Stored dataset items:
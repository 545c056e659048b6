//! Per-user session state.

use crate::domain::{HistoryStore, PredictionRecord};

/// State owned by one interactive session: the prediction history and the
/// "current" prediction shown under the form.
///
/// Created empty at session start and dropped with it; nothing is persisted.
///
/// The current pointer moves `Unset -> Set` on the first recorded
/// prediction, is overwritten by each later one, and returns to `Unset` only
/// on [`Session::clear`].
#[derive(Debug, Clone)]
pub struct Session {
    history: HistoryStore,
    current: Option<PredictionRecord>,
}

impl Default for Session {
    fn default() -> Self {
        Self::new()
    }
}

impl Session {
    #[must_use]
    pub fn new() -> Self {
        Self {
            history: HistoryStore::new(),
            current: None,
        }
    }

    /// Append `record` to the history and make it current.
    pub fn record(&mut self, record: PredictionRecord) {
        self.history.append(record.clone());
        self.current = Some(record);
    }

    /// Empty the history and unset the current prediction.
    pub fn clear(&mut self) {
        self.history.clear();
        self.current = None;
    }

    #[must_use]
    pub fn current(&self) -> Option<&PredictionRecord> {
        self.current.as_ref()
    }

    /// The last `n` records, newest first.
    #[must_use]
    pub fn recent(&self, n: usize) -> Vec<&PredictionRecord> {
        self.history.recent(n)
    }

    #[must_use]
    pub fn history(&self) -> &HistoryStore {
        &self.history
    }
}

▶ _What you will do_:
Which lines of the records above contain the word "Option"? Report each one in full.

▶ _Finished exercise_:
    current: Option<PredictionRecord>,
    pub fn current(&self) -> Option<&PredictionRecord> {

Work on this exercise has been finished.